The answer is easy enough: You have to decide "how invulnerable" you want the test to be.
There's this old-school idea, the "perfect test": it never fails, never reveals a fault, always PASSes. Perfect! But entirely useless!
On the other hand there is an equally "perfect test" which never PASSes, always finds something wrong with the object under test. Perfect! And equally useless.
The art is in deciding what is to be detected as a FAILure and what is not. In eValid tests of web applications, what you choose the validate (using the GUI to construct the commands or adding the validation commands into the script later) defines what you believe to be the minimal criteria for a PASS. If any of the validation tests FAIL, the test FAILS.
If you want your test to igore the positions of things, i.e. how the page is organized, then you will have to edit your recorded script to include what we call "structural testing passages," which pivot the test on some fixed point in the page that you KNOW won't be changing.
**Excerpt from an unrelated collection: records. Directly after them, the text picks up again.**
impl Rib {
    pub fn new(
        local_name: Name,
        local_address: u64,
        dif_name: impl Into<String>,
        lower_difs: Vec<String>,
        pool_start: u64,
        pool_end: u64,
    ) -> Self {
        Self {
            local_name,
            local_address,
            dif_name: dif_name.into(),
            lower_difs,
            dft: Dft::new(),
            lfdb: Lfdb::new(),
            candidates: NeighborCandidateSet::new(),
            objects: ObjectStore::new(),
            neighbors: HashMap::new(),
            address_pool: AddressPool::new(pool_start, pool_end),
            lfdb_sequence: 0,
        }
    }

    pub fn dft(&self) -> &Dft {
        &self.dft
    }

    pub fn lfdb(&self) -> &Lfdb {
        &self.lfdb
    }

    pub fn candidates(&self) -> &NeighborCandidateSet {
        &self.candidates
    }

    pub fn objects(&self) -> &ObjectStore {
        &self.objects
    }

    pub fn objects_mut(&mut self) -> &mut ObjectStore {
        &mut self.objects
    }

    pub fn neighbor(&self, name: &str) -> Option<&Neighbor> {
        self.neighbors.get(name)
    }

    pub fn neighbor_mut(&mut self, name: &str) -> Option<&mut Neighbor> {
        self.neighbors.get_mut(name)
    }

    pub fn neighbors(&self) -> impl Iterator<Item = &Neighbor> {
        self.neighbors.values()
    }

    pub fn neighbor_count(&self) -> usize {
        self.neighbors.len()
    }

    /// Creates the Neighbor lazily on first enrolment attempt or first
    /// inbound management flow (§3 lifecycle).
    pub fn get_or_create_neighbor(&mut self, name: Name, initiator: bool) -> &mut Neighbor {
        self.neighbors
            .entry(name.canonical())
            .or_insert_with(|| Neighbor::new(name, initiator))
    }

    /// Removes the NF at `port_id` on `neighbor_name`; deletes the
    /// Neighbor entirely if it has no flows left (§4.2). Also prunes any
    /// LFDB edge to the neighbour's known address.
    pub fn remove_flow(&mut self, neighbor_name: &str, port_id: u32) {
        let Some(neighbor) = self.neighbors.get_mut(neighbor_name) else {
            return;
        };
        let now_empty = neighbor.remove_flow(port_id);
        if now_empty {
            if let Some(addr) = neighbor.address {
                self.lfdb.remove_edges_touching(addr);
            }
            self.neighbors.remove(neighbor_name);
        }
    }

    // ---- §4.4 operations ----------------------------------------------

    /// `address_allocate`: a fresh address not currently held by any
    /// candidate neighbour or local entity.
    pub fn address_allocate(&mut self) -> Result<u64, RibError> {
        let local = self.local_address;
        let candidates = &self.candidates;
        let neighbors = &self.neighbors;
        self.address_pool.allocate(|addr| {
            addr == local
                || candidates.contains_address(addr)
                || neighbors.values().any(|n| n.address == Some(addr))
        })
    }

    /// `appl_register`: local DFT register/unregister plus the fan-out
    /// messages the caller must send to every enrolled neighbour.
    pub fn appl_register(
        &mut self,
        name: &str,
        register: bool,
        now: u64,
    ) -> Result<Vec<Outbound>, RibError> {
        if register {
            let entry = self.dft.register_local(name, self.local_address, now)?;
            Ok(self.fan_out_dft(true, vec![entry], None))
        } else {
            let entry = self.dft.unregister_local(name, self.local_address)?;
            Ok(self.fan_out_dft(false, vec![entry], None))
        }
    }

    /// `dft_handler`: applies an inbound M_CREATE/M_DELETE DFT slice from
    /// `sender`, then propagates the accepted delta to every other
    /// enrolled neighbour.
    pub fn dft_handler(
        &mut self,
        sender: &str,
        msg: &CdapMessage,
    ) -> Result<Vec<Outbound>, RibError> {
        let slice: DftSlice = msg.object().map_err(|e| RibError::DeserializationFailed(e.to_string()))?;
        let mut out = Vec::new();
        match msg.op_code {
            crate::cdap::CdapOpCode::MCreate => {
                let (accepted, displaced) = self.dft.apply_add_slice(&slice);
                if !accepted.is_empty() {
                    out.extend(self.fan_out_dft(true, accepted, Some(sender)));
                }
                if !displaced.is_empty() {
                    out.extend(self.fan_out_dft(false, displaced, Some(sender)));
                }
            }
            crate::cdap::CdapOpCode::MDelete => {
                let removed = self.dft.apply_delete_slice(&slice);
                if !removed.is_empty() {
                    out.extend(self.fan_out_dft(false, removed, Some(sender)));
                }
            }
            other => return Err(RibError::OperationFailed(format!("unexpected opcode for DFT object: {other}"))),
        }
        Ok(out)
    }

    /// `lfdb_update`: analogous to `dft_handler`, keyed by (src,dst).
    pub fn lfdb_handler(&mut self, sender: &str, msg: &CdapMessage) -> Result<Vec<Outbound>, RibError> {
        let slice: LfdbSlice = msg
            .object()
            .map_err(|e| RibError::DeserializationFailed(e.to_string()))?;
        let accepted = self.lfdb.apply_slice(&slice);
        if accepted.is_empty() {
            return Ok(vec![]);
        }
        Ok(self.fan_out_lfdb(accepted, Some(sender)))
    }

    /// `neighbors_handler`: merges an inbound Neighbors object into the
    /// candidate set, returning the candidates actually accepted.
    pub fn neighbors_handler(&mut self, msg: &CdapMessage) -> Result<Vec<NeighborCandidate>, RibError> {
        let obj: NeighborsObject = msg
            .object()
            .map_err(|e| RibError::DeserializationFailed(e.to_string()))?;
        Ok(self
            .candidates
            .merge(&obj.candidates, &self.local_name, &self.lower_difs))
    }

    /// `keepalive_handler`: M_READ replies with M_READ_R; M_READ_R resets
    /// the NF's `pending_keepalive_count`.
    pub fn keepalive_handler(&mut self, neighbor: &str, port_id: u32, msg: &CdapMessage) -> Vec<Outbound> {
        match msg.op_code {
            crate::cdap::CdapOpCode::MRead => vec![Outbound {
                neighbor: neighbor.to_string(),
                port_id,
                message: msg.response(crate::cdap::CdapOpCode::MReadR, 0, None),
            }],
            crate::cdap::CdapOpCode::MReadR => {
                if let Some(n) = self.neighbors.get_mut(neighbor) {
                    if let Some(nf) = n.flows.get_mut(&port_id) {
                        nf.pending_keepalive_count = 0;
                    }
                }
                vec![]
            }
            _ => vec![],
        }
    }

    /// Dispatches any inbound management message once a Neighbor is past
    /// enrolment (§4.3 transition 8) or during I_WAIT_STOP's M_CREATE
    /// acceptance, by object name.
    pub fn dispatch(
        &mut self,
        sender: &str,
        sender_port: u32,
        msg: &CdapMessage,
    ) -> Result<Vec<Outbound>, RibError> {
        match msg.obj_name.as_str() {
            OBJ_DFT => self.dft_handler(sender, msg),
            OBJ_LFDB => self.lfdb_handler(sender, msg),
            OBJ_NEIGHBORS => {
                self.neighbors_handler(msg)?;
                Ok(vec![])
            }
            OBJ_KEEPALIVE => Ok(self.keepalive_handler(sender, sender_port, msg)),
            _ => Ok(vec![]),
        }
    }

    /// `neighs_sync_obj_excluding` / `neighs_sync_obj_all`: fan a DFT
    /// slice change out to every *enrolled* neighbour, optionally skipping
    /// the sender.
    fn fan_out_dft(&self, create: bool, slice: DftSlice, excluding: Option<&str>) -> Vec<Outbound> {
        let op = if create {
            crate::cdap::CdapOpCode::MCreate
        } else {
            crate::cdap::CdapOpCode::MDelete
        };
        self.neighs_sync_obj(excluding, |invoke_id| {
            crate::cdap::CdapMessage::request(op, OBJ_DFT, invoke_id)
                .with_class(CLASS_DFT)
                .with_object(&slice)
                .expect("DFT slice always encodes")
        })
    }

    fn fan_out_lfdb(&self, slice: LfdbSlice, excluding: Option<&str>) -> Vec<Outbound> {
        self.neighs_sync_obj(excluding, |invoke_id| {
            crate::cdap::CdapMessage::request(crate::cdap::CdapOpCode::MCreate, OBJ_LFDB, invoke_id)
                .with_class(CLASS_LFDB)
                .with_object(&slice)
                .expect("LFDB slice always encodes")
        })
    }

    fn neighs_sync_obj(
        &self,
        excluding: Option<&str>,
        build: impl Fn(u64) -> CdapMessage,
    ) -> Vec<Outbound> {
        let mut out = Vec::new();
        for (name, neighbor) in &self.neighbors {
            if Some(name.as_str()) == excluding {
                continue;
            }
            if !neighbor.is_enrolled() {
                continue;
            }
            let Some(port_id) = neighbor.mgmt_port_id else {
                continue;
            };
            out.push(Outbound {
                neighbor: name.clone(),
                port_id,
                message: build(port_id as u64),
            });
        }
        out
    }

    /// `sync_neigh`: chunks DFT/LFDB/Neighbor-Candidate contents into
    /// M_CREATE messages of at most `limit` entries each, used as the full
    /// snapshot pushed at enrolment completion (§4.3 transitions 6/7).
    pub fn sync_neigh(&self, neighbor_name: &str, limit: usize) -> Result<Vec<Outbound>, RibError> {
        let neighbor = self
            .neighbors
            .get(neighbor_name)
            .ok_or_else(|| RibError::NotFound(neighbor_name.to_string()))?;
        let port_id = neighbor
            .mgmt_port_id
            .ok_or_else(|| RibError::OperationFailed("neighbour has no management flow".into()))?;

        let mut out = Vec::new();
        for chunk in self.dft.all().chunks(limit.max(1)) {
            out.push(Outbound {
                neighbor: neighbor_name.to_string(),
                port_id,
                message: CdapMessage::request(crate::cdap::CdapOpCode::MCreate, OBJ_DFT, 0)
                    .with_class(CLASS_DFT)
                    .with_object(&chunk.to_vec())
                    .expect("DFT slice always encodes"),
            });
        }
        for chunk in self.lfdb.all().chunks(limit.max(1)) {
            out.push(Outbound {
                neighbor: neighbor_name.to_string(),
                port_id,
                message: CdapMessage::request(crate::cdap::CdapOpCode::MCreate, OBJ_LFDB, 0)
                    .with_class(CLASS_LFDB)
                    .with_object(&chunk.to_vec())
                    .expect("LFDB slice always encodes"),
            });
        }
        for chunk in self.candidates.all().chunks(limit.max(1)) {
            out.push(Outbound {
                neighbor: neighbor_name.to_string(),
                port_id,
                message: CdapMessage::request(crate::cdap::CdapOpCode::MCreate, OBJ_NEIGHBORS, 0)
                    .with_class(CLASS_NEIGHBORS)
                    .with_object(&NeighborsObject {
                        candidates: chunk.to_vec(),
                    })
                    .expect("Neighbors object always encodes"),
            });
        }
        Ok(out)
    }

    /// `set_address`: changes the local address, rewrites every
    /// local-flagged DFT entry with a fresh timestamp, and propagates the
    /// delta to every enrolled neighbour.
    pub fn set_address(&mut self, new_address: u64, now: u64) -> Vec<Outbound> {
        self.local_address = new_address;
        let updated = self.dft.update_local_address(new_address, now);
        if updated.is_empty() {
            vec![]
        } else {
            self.fan_out_dft(true, updated, None)
        }
    }

    /// Commits the self-edge created when a Neighbor finishes enrolment
    /// (§4.3 transitions 6/7): an ACTIVE edge `local_address <-> peer`.
    pub fn commit_self_edge(&mut self, peer_address: u64) -> LowerFlow {
        self.lfdb_sequence += 1;
        self.lfdb
            .commit_self_edge(self.local_address, peer_address, 1, self.lfdb_sequence)
    }

    /// Records a directly-known peer as a neighbour candidate (§4.3
    /// transition 4's `RecordCandidate` action).
    pub fn record_candidate(&mut self, name: Name, address: u64) {
        self.candidates.insert(NeighborCandidate {
            name,
            address,
            lower_difs: self.lower_difs.clone(),
        });
    }

    /// Operator-facing snapshot of the whole RIB, for the local control
    /// socket's `DumpRib` command (§6 SUPPLEMENT). Read-only: taking a
    /// snapshot never mutates sequence numbers or timers.
    pub fn snapshot(&self) -> RibSnapshot {
        RibSnapshot {
            local_name: self.local_name.canonical(),
            local_address: self.local_address,
            dif_name: self.dif_name.clone(),
            lower_difs: self.lower_difs.clone(),
            dft: self.dft.all(),
            lfdb: self.lfdb.all(),
            candidates: self.candidates.all(),
            neighbors: self
                .neighbors
                .values()
                .map(NeighborSummary::from)
                .collect(),
        }
    }

    /// Renders [`Rib::snapshot`] as pretty-printed JSON for a human
    /// operator reading the control socket's reply (the wire framing
    /// itself stays `postcard`-encoded; only the payload string is JSON).
    pub fn dump_json(&self) -> Result<String, SerializationError> {
        serde_json::to_string_pretty(&self.snapshot()).map_err(SerializationError::from)
    }
}
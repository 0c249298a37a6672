// SPDX-License-Identifier: EUPL-1.2-or-later
// Copyright © 2026-present ARI Contributors

//! Object names/classes and nested-object payloads shared by the
//! enrolment handshake and the RIB gossip objects it bootstraps.

use serde::{Deserialize, Serialize};

use crate::name::Name;

pub const OBJ_ENROLLMENT: &str = "/dif/mgmt/enrollment";
pub const CLASS_ENROLLMENT: &str = "enrollment";
pub const OBJ_NEIGHBORS: &str = "/dif/mgmt/neighbors";
pub const CLASS_NEIGHBORS: &str = "neighbors";
pub const OBJ_KEEPALIVE: &str = "/dif/mgmt/keepalive";
pub const CLASS_KEEPALIVE: &str = "keepalive";
pub const OBJ_DFT: &str = "/dif/mgmt/fa/dft";
pub const CLASS_DFT: &str = "dft";
pub const OBJ_LFDB: &str = "/dif/mgmt/fa/lfdb";
pub const CLASS_LFDB: &str = "lfdb";
pub const OBJ_STATUS: &str = "/dif/mgmt/enrollment/status";

/// Carried on M_START by the initiator (transition 3) and echoed back
/// (with an assigned address if the initiator had none) on M_START_R by
/// the slave (transition 4).
#[derive(Debug, Clone, Serialize, Deserialize)]
pub struct EnrollmentObject {
    pub name: Name,
    pub address: u64,
    pub lower_difs: Vec<String>,
}

/// The one-element `Neighbors` object the slave sends alongside M_STOP in
/// transition 4, representing itself as a reachable candidate.
#[derive(Debug, Clone, Serialize, Deserialize)]
pub struct NeighborsObject {
    pub candidates: Vec<crate::rib::candidate::NeighborCandidate>,
}
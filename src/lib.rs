// SPDX-License-Identifier: EUPL-1.2-or-later
// Copyright © 2026-present ARI Contributors

//! `ari`: the normal-IPCP control plane of a RINA stack (§1 PURPOSE &
//! SCOPE) — neighbour enrolment, the gossiped RIB, and the per-IPCP event
//! loop that drives both over a shim (shim-udp4 or shim-hv).
//!
//! The in-kernel data plane, the enrolment CLI, CDAP wire encoding details
//! beyond the codec this crate implements, and packet encoding on the shim
//! transports are all out of scope (§1) and have no module here.

pub mod cdap;
pub mod config;
pub mod control;
pub mod enroll;
pub mod error;
pub mod ipcp;
pub mod kernel;
pub mod name;
pub mod rib;
pub mod shim;

pub use cdap::{decode_message, encode_message, CdapMessage, CdapOpCode, InvokeIdGenerator};
pub use config::{CliArgs, IpcpConfiguration, IpcpMode, ShimKind};
pub use control::{LocalCommand, LocalRequest, LocalResponse};
pub use enroll::fsm::EnrollState;
pub use error::{AriError, EnrollmentError, KernelError, RibError, ShimError};
pub use ipcp::{Ipcp, IpcpHandle};
pub use kernel::KernelMessage;
pub use name::Name;
pub use rib::{Dft, DftEntry, Lfdb, LowerFlow, NeighFlow, Neighbor, NeighborCandidate, Rib, RibValue};
pub use shim::{hv::ShimHv, udp4::ShimUdp4, Shim, ShimChannel};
This usually amounts to identifying a table row, or some image, or some other page feature using an IndexFindElement or IndexFindElementEX command and pivoting the test around that location in the page.
Such tests, when combined with rigorous collections of validation steps, go along way toward creating a truly "invulnerable test" that successfully validates what needs to be validated, but does not give you a FAIL when the changes are (as you've determined) due to objects moving around on the page.